Although New Mexico Evidence Rule 301 is silent on whether the jury is to be instructed concerning presumptions, it is logical that the jury should be informed who has the burden of persuasion, as it is in other instances where presumptions are not involved. This is also the opinion of the draftsmen of the New Jersey Evidence Code, which contains a rule similar to our Rule 301 giving presumptions the effect of shifting the burden of persuasion. The New Jersey Committee suggests that “the instructions would be phrased entirely in terms of assuming facts and burden of proof.” New Jersey Supreme Court Committee on Evidence 51 (1963), quoted in 1 Weinstein, Evidence, ¶301[02] 301-32 (1978).
The jury must also be informed of the presumption, if it is to give the presumption any effect. Insofar as evidence against a presumed fact must be weighed for its credibility, the jury must be informed of the presumption in order that it may be given effect if it rejects the evidence in question. Annot., 5 A.L.R.Sd 19 at 45 (1966). However, to avoid unduly influencing the jury, the word “presumption” should be avoided.
[T]he specific instruction should avoid using the word “presumption” because of the danger that the jury will mistakenly attribute effects to this term other than those described by the judge and prescribed by Rule 301.
Weinstein, supra, 301-34.
This does not mean that a reversal is- warranted because a court mentions the dreaded word “presumption.” Weinstein, supra, at 301-28. The complaining party would still have to demonstrate prejudice by use of the word. However, because “presumption” is such a technical term, the better practice is to describe the presumption in terms of assumed facts and burden of proof.
In Civil cases the effect of a presumption that is not rebutted is disputed.

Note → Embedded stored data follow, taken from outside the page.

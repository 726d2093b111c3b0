//! CSS Cascading and Style Computation
//!
//! This module implements style computation loosely following
//! [CSS Cascading and Inheritance Level 4](https://www.w3.org/TR/css-cascade-4/),
//! with two deliberate simplifications: rules are ordered by a small integer
//! priority instead of specificity, and only four properties inherit.
//!
//! Styles are recomputed from scratch on every style pass. The previous pass's
//! result is kept in [`StyleState`] so that changed values of properties listed
//! in `transition` can start an [`Animation`] instead of jumping.

use std::collections::HashMap;

use kestrel_common::warning::warn_once;
use kestrel_dom::{DomTree, NodeData, NodeId};

use crate::animation::Animation;
use crate::selector::{StyleRule, Stylesheet};
use crate::style::{ComputedStyle, DEFAULT_FONT_SIZE_PX, StyleMap};
use crate::values::{parse_percent, parse_px};

/// [§ 7 Inheritance](https://www.w3.org/TR/css-cascade-4/#inheriting)
///
/// Properties seeded from the parent's resolved style, with the document
/// defaults used at the root. `color` is handled separately because its
/// default depends on the color scheme.
const INHERITED_PROPERTIES: &[(&str, &str)] = &[
    ("font-size", "16px"),
    ("font-style", "normal"),
    ("font-weight", "normal"),
];

/// Per-document style results and running animations.
#[derive(Debug, Clone, Default)]
pub struct StyleState {
    styles: StyleMap,
    animations: HashMap<NodeId, HashMap<String, Animation>>,
}

/// What a style pass started.
#[derive(Debug, Clone, Copy, Default, PartialEq, Eq)]
pub struct StyleChanges {
    /// At least one transition began.
    pub animations_started: bool,
    /// A started transition animates a property that affects geometry.
    pub affects_layout: bool,
}

/// One property advanced by [`StyleState::advance_animations`].
#[derive(Debug, Clone, PartialEq, Eq)]
pub struct AnimationTick {
    /// Node whose style changed.
    pub node: NodeId,
    /// The animated property.
    pub property: String,
    /// The animation reached its end value and was dropped.
    pub finished: bool,
}

impl StyleState {
    /// Create an empty state (no node has been styled yet).
    #[must_use]
    pub fn new() -> Self {
        Self::default()
    }

    /// Resolved styles of every styled node.
    #[must_use]
    pub const fn styles(&self) -> &StyleMap {
        &self.styles
    }

    /// Resolved style of one node.
    #[must_use]
    pub fn style(&self, node: NodeId) -> Option<&ComputedStyle> {
        self.styles.get(&node)
    }

    /// Running animation for a node's property.
    #[must_use]
    pub fn animation(&self, node: NodeId, property: &str) -> Option<&Animation> {
        self.animations.get(&node)?.get(property)
    }

    /// Whether any animation is running.
    #[must_use]
    pub fn is_animating(&self) -> bool {
        !self.animations.is_empty()
    }

    /// Advance every running animation by one frame.
    ///
    /// Each stepped property gets its new value written into the node's
    /// style. An animation that has run out writes its end value and is
    /// removed.
    pub fn advance_animations(&mut self) -> Vec<AnimationTick> {
        let mut ticks = Vec::new();
        for (&node, properties) in &mut self.animations {
            let Some(style) = self.styles.get_mut(&node) else {
                properties.clear();
                continue;
            };
            properties.retain(|property, animation| {
                let (value, finished) = match animation.animate() {
                    Some(value) => (value, false),
                    None => (animation.end_value(), true),
                };
                let _ = style.set(property, value);
                ticks.push(AnimationTick {
                    node,
                    property: property.clone(),
                    finished,
                });
                !finished
            });
        }
        self.animations.retain(|_, properties| !properties.is_empty());
        ticks
    }
}

/// Read-only inputs shared by every node of one style pass.
struct Cascade<'a> {
    tree: &'a DomTree,
    rules: Vec<&'a StyleRule>,
    dark_mode: bool,
    frame_interval: f32,
    old_styles: StyleMap,
    old_animations: HashMap<NodeId, HashMap<String, Animation>>,
}

/// [§ 6 Cascading](https://www.w3.org/TR/css-cascade-4/#cascading)
///
/// Compute styles for every node reachable from the root and store them in
/// `state`, replacing the previous pass.
///
/// `frame_interval` is the animation frame period in seconds; transition
/// durations are divided by it to size animations in frames.
pub fn compute_styles(
    tree: &DomTree,
    sheet: &Stylesheet,
    state: &mut StyleState,
    dark_mode: bool,
    frame_interval: f32,
) -> StyleChanges {
    // [Media Queries](https://www.w3.org/TR/mediaqueries-5/)
    // Rules whose media condition disagrees with the color scheme never apply.
    let rules = sheet
        .cascade_order()
        .into_iter()
        .filter(|rule| rule.media.is_none_or(|m| m.applies(dark_mode)))
        .collect();

    let mut cascade = Cascade {
        tree,
        rules,
        dark_mode,
        frame_interval,
        old_styles: std::mem::take(&mut state.styles),
        old_animations: std::mem::take(&mut state.animations),
    };

    let mut changes = StyleChanges::default();
    let mut styles = StyleMap::new();
    let mut animations = HashMap::new();
    cascade.style_node(
        tree.root(),
        None,
        &mut styles,
        &mut animations,
        &mut changes,
    );

    state.styles = styles;
    state.animations = animations;
    log::debug!(
        target: "kestrel::style",
        "styled {} nodes, {} animating",
        state.styles.len(),
        state.animations.len()
    );
    changes
}

impl Cascade<'_> {
    fn style_node(
        &mut self,
        id: NodeId,
        parent: Option<&ComputedStyle>,
        styles: &mut StyleMap,
        animations: &mut HashMap<NodeId, HashMap<String, Animation>>,
        changes: &mut StyleChanges,
    ) {
        let Some(node) = self.tree.get(id) else {
            return;
        };

        // Step 1: inherited properties.
        let mut computed = ComputedStyle::new();
        for &(property, default) in INHERITED_PROPERTIES {
            let value = parent.and_then(|p| p.get(property)).unwrap_or(default);
            let _ = computed.set(property, value);
        }
        let default_color = if self.dark_mode { "white" } else { "black" };
        let color = parent.and_then(|p| p.get("color")).unwrap_or(default_color);
        let _ = computed.set("color", color);
        let parent_font_size = parent.map_or(DEFAULT_FONT_SIZE_PX, ComputedStyle::font_size);

        if let NodeData::Element(element) = &node.data {
            // Step 2: matching rules in ascending priority.
            for rule in &self.rules {
                if !rule.selector.matches(self.tree, id) {
                    continue;
                }
                for (property, value) in &rule.declarations {
                    apply_declaration(&mut computed, property, value, parent_font_size);
                }
            }

            // Step 3: inline style wins.
            for (property, value) in &element.inline_style {
                apply_declaration(&mut computed, property, value, parent_font_size);
            }
        }

        // Step 4: transitions against the previous pass.
        if let Some(old) = self.old_styles.remove(&id) {
            let running = self.old_animations.remove(&id).unwrap_or_default();
            let node_animations = self.diff_styles(&old, &mut computed, running, changes);
            if !node_animations.is_empty() {
                let _ = animations.insert(id, node_animations);
            }
        }

        for &child in self.tree.children(id) {
            self.style_node(child, Some(&computed), styles, animations, changes);
        }
        let _ = styles.insert(id, computed);
    }

    /// [§ 3 Starting of transitions](https://www.w3.org/TR/css-transitions-1/#starting)
    ///
    /// Decide which animations the node carries after this pass. A running
    /// animation still heading to the new value keeps going and its current
    /// value stays visible; otherwise a changed property listed with the same
    /// duration in both the old and new `transition` starts a new animation.
    fn diff_styles(
        &self,
        old: &ComputedStyle,
        computed: &mut ComputedStyle,
        running: HashMap<String, Animation>,
        changes: &mut StyleChanges,
    ) -> HashMap<String, Animation> {
        let mut kept = HashMap::new();
        for (property, animation) in running {
            let still_targeted = computed
                .get(&property)
                .is_some_and(|target| animation.targets(target));
            if !still_targeted {
                continue;
            }
            if let Some(current) = old.get(&property) {
                let _ = computed.set(&property, current);
            }
            let _ = kept.insert(property, animation);
        }

        let old_transitions = old.transitions();
        for (property, duration) in computed.transitions() {
            if kept.contains_key(&property) {
                continue;
            }
            let same_duration = old_transitions
                .get(&property)
                .is_some_and(|d| (d - duration).abs() < f32::EPSILON);
            if !same_duration {
                continue;
            }
            let (Some(old_value), Some(new_value)) = (old.get(&property), computed.get(&property))
            else {
                continue;
            };
            if old_value == new_value {
                continue;
            }
            #[allow(clippy::cast_possible_truncation, clippy::cast_sign_loss)]
            let frames = (duration / self.frame_interval).round().max(1.0) as u32;
            let Some(animation) = Animation::new(&property, old_value, new_value, frames) else {
                warn_once(
                    "CSS",
                    &format!("cannot animate '{property}' from '{old_value}' to '{new_value}'"),
                );
                continue;
            };
            let _ = computed.set(&property, animation.value());
            changes.animations_started = true;
            changes.affects_layout |= Animation::affects_layout(&property);
            let _ = kept.insert(property, animation);
        }
        kept
    }
}

/// Store one declaration, resolving `font-size` percentages against the
/// parent's size. A `font-size` we cannot resolve is dropped.
fn apply_declaration(
    computed: &mut ComputedStyle,
    property: &str,
    value: &str,
    parent_font_size: f32,
) {
    if property == "font-size" {
        let resolved = parse_px(value)
            .or_else(|| parse_percent(value).map(|p| p / 100.0 * parent_font_size));
        match resolved {
            Some(px) => {
                let _ = computed.set(property, format!("{px}px"));
            }
            None => warn_once("CSS", &format!("dropping font-size '{value}'")),
        }
        return;
    }
    let _ = computed.set(property, value);
}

The states are split on whether, once evidence establishing the presumption has been introduced, and in the absence of persuasive evidence to the contrary, the jury must, or may, find the presumed fact true. The view in New Mexico is that the jury must find the presumed fact true if evidence to the contrary has not been introduced. Hartford Insurance Co., supra.
Rule 301 does not change the requirement that the jury must find the presumed fact true, in certain circumstances. It merely changes the circumstances in which this finding must be made. Formerly, the jury was required to find the presumed fact true only when no credible and substantial evidence which would support a contrary finding was introduced. Hartford, supra. Under Evidence Rule 301, the jury is required to so find, only when the party against whom the presumption operates fails to persuade the jury that the nonexistence of the presumed fact is more probable than its existence.
The view that the jury should be required to find the presumed fact, if sufficient evidence to the contrary is not adduced, is implicit in the jury instructions suggested by the New Jersey Supreme Court Committee on Evidence.
*631Where the existence of the basic facts is to be determined by the jury, “the judge must instruct that if the jury finds the basic fact, they must also find the presumed fact unless persuaded by the evidence that its nonexistence is more probable than its existence” Morgan, supra at 42 . . . . (Emphasis added.)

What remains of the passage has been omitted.